§ **What you should do**
Please copy the leading lines of the entries below exactly, concluding with the line in which "fn parse_timestamp(raw: &str)" occurs.

§ **Source material**
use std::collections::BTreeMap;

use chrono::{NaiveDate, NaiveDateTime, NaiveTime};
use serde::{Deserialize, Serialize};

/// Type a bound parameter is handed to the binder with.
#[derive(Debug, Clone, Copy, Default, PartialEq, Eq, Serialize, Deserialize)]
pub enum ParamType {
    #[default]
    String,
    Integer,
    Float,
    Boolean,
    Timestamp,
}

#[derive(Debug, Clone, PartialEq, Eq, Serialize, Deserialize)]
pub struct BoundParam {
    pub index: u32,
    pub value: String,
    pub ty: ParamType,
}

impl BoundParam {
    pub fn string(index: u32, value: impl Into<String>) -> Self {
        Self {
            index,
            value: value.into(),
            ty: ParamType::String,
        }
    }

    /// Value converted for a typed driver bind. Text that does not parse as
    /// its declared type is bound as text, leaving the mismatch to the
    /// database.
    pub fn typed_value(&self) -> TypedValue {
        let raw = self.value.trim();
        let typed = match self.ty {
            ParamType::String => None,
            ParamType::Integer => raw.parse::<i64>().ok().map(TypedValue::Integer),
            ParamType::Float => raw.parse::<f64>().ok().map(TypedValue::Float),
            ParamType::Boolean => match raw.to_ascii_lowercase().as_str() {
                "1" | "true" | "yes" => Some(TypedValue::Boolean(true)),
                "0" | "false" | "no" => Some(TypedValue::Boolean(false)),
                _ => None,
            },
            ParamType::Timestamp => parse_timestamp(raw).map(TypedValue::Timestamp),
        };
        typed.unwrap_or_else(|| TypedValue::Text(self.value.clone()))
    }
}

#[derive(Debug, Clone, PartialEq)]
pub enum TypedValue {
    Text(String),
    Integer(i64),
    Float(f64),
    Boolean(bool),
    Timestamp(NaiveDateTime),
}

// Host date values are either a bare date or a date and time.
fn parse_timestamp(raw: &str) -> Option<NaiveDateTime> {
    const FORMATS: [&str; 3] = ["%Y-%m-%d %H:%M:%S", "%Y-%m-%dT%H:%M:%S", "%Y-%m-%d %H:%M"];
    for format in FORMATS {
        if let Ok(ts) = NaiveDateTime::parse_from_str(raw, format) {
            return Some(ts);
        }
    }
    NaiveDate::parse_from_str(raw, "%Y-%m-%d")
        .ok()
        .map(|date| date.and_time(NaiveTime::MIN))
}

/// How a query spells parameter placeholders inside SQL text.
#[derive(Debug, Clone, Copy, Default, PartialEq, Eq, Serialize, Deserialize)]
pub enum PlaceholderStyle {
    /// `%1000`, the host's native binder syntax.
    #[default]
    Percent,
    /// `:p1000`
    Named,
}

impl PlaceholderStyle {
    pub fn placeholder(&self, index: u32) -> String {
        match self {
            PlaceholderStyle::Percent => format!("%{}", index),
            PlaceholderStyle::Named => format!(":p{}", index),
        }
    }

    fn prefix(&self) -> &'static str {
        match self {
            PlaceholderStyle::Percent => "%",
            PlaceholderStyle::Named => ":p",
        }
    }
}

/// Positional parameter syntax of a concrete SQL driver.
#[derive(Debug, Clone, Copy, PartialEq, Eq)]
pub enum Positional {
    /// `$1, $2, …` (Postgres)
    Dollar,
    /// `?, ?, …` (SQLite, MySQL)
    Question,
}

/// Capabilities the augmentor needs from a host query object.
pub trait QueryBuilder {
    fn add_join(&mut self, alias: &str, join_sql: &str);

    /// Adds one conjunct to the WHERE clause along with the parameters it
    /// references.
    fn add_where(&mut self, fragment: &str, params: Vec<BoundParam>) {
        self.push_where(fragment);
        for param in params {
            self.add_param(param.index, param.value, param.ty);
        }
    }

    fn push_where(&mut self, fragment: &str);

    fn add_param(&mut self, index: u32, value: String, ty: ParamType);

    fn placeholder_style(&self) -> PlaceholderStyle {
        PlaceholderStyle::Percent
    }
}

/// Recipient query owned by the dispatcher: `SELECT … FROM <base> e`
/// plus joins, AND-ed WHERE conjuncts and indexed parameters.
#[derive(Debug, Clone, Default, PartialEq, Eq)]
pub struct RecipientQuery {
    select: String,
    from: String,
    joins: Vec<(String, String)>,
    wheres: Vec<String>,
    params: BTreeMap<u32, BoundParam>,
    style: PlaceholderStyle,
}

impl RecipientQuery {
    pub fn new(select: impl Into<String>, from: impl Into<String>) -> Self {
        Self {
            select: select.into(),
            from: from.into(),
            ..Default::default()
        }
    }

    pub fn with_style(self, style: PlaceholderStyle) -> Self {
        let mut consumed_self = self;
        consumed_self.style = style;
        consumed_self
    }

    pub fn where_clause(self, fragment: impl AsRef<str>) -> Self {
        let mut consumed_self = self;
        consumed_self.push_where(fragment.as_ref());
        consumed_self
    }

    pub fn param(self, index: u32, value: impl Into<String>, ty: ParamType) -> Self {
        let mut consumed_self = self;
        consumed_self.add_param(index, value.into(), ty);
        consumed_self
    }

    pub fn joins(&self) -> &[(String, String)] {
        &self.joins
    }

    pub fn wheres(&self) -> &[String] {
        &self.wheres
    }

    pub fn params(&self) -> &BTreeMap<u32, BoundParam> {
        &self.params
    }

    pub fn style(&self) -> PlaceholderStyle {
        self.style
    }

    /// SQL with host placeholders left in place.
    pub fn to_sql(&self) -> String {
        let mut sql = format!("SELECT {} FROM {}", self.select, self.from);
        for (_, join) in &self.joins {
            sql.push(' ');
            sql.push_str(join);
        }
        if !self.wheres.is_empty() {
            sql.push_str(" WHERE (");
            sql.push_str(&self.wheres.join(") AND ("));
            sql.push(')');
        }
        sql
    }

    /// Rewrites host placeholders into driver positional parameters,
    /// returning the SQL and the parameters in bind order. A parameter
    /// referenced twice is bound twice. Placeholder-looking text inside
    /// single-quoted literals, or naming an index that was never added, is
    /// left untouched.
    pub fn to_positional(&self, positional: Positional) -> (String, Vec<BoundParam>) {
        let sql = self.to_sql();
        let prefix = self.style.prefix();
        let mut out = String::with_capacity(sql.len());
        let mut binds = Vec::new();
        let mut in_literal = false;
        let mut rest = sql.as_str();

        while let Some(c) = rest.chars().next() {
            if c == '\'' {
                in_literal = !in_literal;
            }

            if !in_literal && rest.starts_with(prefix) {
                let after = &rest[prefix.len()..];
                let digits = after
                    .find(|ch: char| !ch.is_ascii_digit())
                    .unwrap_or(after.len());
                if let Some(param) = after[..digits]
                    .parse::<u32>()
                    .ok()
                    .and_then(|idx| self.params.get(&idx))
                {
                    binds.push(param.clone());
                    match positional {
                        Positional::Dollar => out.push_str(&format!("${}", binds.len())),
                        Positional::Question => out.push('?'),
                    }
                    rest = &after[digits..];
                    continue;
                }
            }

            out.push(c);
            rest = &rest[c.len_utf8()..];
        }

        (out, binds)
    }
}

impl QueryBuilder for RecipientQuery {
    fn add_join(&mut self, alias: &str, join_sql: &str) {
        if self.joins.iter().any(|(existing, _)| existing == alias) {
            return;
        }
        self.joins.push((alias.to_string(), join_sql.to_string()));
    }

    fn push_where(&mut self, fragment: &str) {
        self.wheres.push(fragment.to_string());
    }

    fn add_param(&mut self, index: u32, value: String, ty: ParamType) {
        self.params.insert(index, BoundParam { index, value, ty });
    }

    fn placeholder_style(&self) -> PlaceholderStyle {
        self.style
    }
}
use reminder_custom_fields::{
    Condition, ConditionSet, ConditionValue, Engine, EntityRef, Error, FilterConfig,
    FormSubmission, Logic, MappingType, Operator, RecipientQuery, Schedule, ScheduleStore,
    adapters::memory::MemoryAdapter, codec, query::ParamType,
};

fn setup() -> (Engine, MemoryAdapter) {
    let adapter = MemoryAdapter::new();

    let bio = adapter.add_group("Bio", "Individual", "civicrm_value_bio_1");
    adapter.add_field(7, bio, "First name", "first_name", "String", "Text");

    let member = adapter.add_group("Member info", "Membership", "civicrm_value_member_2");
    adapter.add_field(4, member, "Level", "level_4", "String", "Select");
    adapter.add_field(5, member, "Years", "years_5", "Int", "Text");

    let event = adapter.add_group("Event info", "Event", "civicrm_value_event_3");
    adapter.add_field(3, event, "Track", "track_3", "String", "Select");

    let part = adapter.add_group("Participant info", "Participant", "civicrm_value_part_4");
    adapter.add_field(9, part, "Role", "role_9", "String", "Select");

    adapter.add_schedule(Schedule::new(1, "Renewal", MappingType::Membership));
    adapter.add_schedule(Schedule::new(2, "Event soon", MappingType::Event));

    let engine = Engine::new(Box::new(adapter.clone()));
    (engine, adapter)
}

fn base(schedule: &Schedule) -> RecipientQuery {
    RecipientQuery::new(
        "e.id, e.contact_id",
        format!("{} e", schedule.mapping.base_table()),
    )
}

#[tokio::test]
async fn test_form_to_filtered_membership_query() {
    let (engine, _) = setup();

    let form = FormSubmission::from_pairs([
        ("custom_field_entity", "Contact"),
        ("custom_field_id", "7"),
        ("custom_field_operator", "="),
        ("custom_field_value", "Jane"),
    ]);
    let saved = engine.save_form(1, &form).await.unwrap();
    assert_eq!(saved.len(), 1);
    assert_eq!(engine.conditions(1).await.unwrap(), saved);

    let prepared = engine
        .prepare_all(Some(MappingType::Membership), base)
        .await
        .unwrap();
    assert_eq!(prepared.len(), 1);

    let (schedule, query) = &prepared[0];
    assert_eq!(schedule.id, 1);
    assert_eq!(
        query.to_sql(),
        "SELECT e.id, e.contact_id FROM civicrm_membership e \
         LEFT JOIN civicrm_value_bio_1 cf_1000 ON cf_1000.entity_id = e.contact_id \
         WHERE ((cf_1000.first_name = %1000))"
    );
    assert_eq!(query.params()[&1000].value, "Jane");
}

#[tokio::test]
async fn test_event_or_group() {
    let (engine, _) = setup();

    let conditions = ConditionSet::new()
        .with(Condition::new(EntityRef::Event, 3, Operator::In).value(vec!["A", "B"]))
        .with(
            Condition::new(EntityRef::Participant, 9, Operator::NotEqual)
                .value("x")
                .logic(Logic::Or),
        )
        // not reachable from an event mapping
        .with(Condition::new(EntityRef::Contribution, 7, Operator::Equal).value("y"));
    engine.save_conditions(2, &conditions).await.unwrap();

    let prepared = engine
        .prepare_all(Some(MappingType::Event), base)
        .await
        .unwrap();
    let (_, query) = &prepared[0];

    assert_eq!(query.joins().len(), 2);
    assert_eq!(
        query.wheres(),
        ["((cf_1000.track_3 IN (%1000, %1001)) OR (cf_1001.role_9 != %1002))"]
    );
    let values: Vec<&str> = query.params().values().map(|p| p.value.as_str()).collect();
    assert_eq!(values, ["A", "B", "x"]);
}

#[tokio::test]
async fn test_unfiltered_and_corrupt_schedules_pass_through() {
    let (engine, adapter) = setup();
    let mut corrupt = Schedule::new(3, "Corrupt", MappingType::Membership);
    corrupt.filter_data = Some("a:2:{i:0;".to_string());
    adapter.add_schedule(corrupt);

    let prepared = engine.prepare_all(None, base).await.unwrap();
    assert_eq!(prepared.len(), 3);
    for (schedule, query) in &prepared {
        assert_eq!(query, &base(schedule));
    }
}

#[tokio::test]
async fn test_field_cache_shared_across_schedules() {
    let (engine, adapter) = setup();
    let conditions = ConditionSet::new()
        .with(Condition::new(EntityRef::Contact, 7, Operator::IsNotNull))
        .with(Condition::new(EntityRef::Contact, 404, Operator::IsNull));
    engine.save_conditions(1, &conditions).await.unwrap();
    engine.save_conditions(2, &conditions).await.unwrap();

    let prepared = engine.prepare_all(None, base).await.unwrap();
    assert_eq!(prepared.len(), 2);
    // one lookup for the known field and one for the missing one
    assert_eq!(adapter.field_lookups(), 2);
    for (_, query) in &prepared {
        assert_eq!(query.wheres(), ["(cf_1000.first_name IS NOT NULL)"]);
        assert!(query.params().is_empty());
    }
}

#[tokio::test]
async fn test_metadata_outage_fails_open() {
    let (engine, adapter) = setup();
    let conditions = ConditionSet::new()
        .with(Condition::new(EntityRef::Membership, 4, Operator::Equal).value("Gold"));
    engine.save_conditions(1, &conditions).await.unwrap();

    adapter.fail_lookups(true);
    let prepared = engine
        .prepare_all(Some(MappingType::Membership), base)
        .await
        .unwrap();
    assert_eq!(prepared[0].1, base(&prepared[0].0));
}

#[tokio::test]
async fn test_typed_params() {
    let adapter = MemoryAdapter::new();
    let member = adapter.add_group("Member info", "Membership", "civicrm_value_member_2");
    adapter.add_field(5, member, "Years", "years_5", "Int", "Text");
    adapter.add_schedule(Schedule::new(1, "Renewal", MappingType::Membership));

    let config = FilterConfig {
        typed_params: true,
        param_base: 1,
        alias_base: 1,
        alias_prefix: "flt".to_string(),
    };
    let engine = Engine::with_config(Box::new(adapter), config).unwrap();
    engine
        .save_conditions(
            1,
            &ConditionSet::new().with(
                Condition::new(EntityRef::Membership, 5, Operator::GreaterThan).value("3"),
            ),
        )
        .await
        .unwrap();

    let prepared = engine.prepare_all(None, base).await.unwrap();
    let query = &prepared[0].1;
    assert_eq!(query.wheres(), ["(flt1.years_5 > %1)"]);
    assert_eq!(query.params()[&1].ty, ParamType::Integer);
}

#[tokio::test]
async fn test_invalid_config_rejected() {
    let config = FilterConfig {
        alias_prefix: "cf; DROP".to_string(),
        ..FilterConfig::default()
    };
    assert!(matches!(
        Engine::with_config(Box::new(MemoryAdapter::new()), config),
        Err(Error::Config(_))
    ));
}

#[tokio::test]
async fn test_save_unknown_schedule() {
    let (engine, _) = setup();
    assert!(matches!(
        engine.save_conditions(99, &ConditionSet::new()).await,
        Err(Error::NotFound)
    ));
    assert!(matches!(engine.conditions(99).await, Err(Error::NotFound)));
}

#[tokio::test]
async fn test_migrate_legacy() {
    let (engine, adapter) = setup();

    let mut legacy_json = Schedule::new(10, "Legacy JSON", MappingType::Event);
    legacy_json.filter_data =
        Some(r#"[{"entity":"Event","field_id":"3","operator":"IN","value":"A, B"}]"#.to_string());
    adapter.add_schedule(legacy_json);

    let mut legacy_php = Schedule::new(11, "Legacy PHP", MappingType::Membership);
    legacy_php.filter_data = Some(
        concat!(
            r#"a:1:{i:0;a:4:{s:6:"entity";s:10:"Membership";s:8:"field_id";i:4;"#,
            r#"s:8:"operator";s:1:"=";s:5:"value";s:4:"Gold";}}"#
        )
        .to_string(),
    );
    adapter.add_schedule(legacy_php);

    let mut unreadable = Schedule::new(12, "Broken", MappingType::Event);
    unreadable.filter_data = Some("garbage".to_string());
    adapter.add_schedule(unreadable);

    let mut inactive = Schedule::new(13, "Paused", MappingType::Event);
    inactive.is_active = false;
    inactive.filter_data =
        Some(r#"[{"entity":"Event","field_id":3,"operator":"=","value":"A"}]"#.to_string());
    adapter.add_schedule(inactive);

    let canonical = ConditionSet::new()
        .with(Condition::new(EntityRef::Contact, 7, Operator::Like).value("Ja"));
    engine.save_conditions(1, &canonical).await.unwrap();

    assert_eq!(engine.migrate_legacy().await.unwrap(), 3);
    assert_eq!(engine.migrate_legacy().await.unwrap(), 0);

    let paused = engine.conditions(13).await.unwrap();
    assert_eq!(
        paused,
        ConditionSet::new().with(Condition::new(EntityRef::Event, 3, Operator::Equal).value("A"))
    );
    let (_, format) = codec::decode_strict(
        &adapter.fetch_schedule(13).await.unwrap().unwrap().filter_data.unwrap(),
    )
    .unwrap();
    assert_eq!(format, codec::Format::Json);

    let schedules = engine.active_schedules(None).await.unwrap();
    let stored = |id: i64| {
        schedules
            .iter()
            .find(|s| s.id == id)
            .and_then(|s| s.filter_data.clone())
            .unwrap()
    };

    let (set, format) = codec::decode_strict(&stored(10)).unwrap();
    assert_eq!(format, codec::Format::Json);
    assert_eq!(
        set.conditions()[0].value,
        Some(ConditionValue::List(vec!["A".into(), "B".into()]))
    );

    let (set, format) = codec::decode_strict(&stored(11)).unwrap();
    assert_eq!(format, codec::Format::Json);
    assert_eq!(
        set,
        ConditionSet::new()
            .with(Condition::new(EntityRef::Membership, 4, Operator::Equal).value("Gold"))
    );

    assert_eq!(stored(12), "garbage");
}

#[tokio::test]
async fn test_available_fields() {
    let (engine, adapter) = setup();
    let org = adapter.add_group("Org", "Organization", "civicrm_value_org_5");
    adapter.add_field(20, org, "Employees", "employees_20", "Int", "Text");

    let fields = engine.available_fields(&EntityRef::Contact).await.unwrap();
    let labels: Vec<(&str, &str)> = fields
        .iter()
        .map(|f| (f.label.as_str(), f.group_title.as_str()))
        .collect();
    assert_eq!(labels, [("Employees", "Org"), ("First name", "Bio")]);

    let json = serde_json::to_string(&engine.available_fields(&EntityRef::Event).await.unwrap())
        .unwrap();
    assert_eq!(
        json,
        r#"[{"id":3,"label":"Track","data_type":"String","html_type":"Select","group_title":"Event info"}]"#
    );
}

§ **Exercise solution**
use std::collections::BTreeMap;

use chrono::{NaiveDate, NaiveDateTime, NaiveTime};
use serde::{Deserialize, Serialize};

/// Type a bound parameter is handed to the binder with.
#[derive(Debug, Clone, Copy, Default, PartialEq, Eq, Serialize, Deserialize)]
pub enum ParamType {
    #[default]
    String,
    Integer,
    Float,
    Boolean,
    Timestamp,
}

#[derive(Debug, Clone, PartialEq, Eq, Serialize, Deserialize)]
pub struct BoundParam {
    pub index: u32,
    pub value: String,
    pub ty: ParamType,
}

impl BoundParam {
    pub fn string(index: u32, value: impl Into<String>) -> Self {
        Self {
            index,
            value: value.into(),
            ty: ParamType::String,
        }
    }

    /// Value converted for a typed driver bind. Text that does not parse as
    /// its declared type is bound as text, leaving the mismatch to the
    /// database.
    pub fn typed_value(&self) -> TypedValue {
        let raw = self.value.trim();
        let typed = match self.ty {
            ParamType::String => None,
            ParamType::Integer => raw.parse::<i64>().ok().map(TypedValue::Integer),
            ParamType::Float => raw.parse::<f64>().ok().map(TypedValue::Float),
            ParamType::Boolean => match raw.to_ascii_lowercase().as_str() {
                "1" | "true" | "yes" => Some(TypedValue::Boolean(true)),
                "0" | "false" | "no" => Some(TypedValue::Boolean(false)),
                _ => None,
            },
            ParamType::Timestamp => parse_timestamp(raw).map(TypedValue::Timestamp),
        };
        typed.unwrap_or_else(|| TypedValue::Text(self.value.clone()))
    }
}

#[derive(Debug, Clone, PartialEq)]
pub enum TypedValue {
    Text(String),
    Integer(i64),
    Float(f64),
    Boolean(bool),
    Timestamp(NaiveDateTime),
}

// Host date values are either a bare date or a date and time.
fn parse_timestamp(raw: &str) -> Option<NaiveDateTime> {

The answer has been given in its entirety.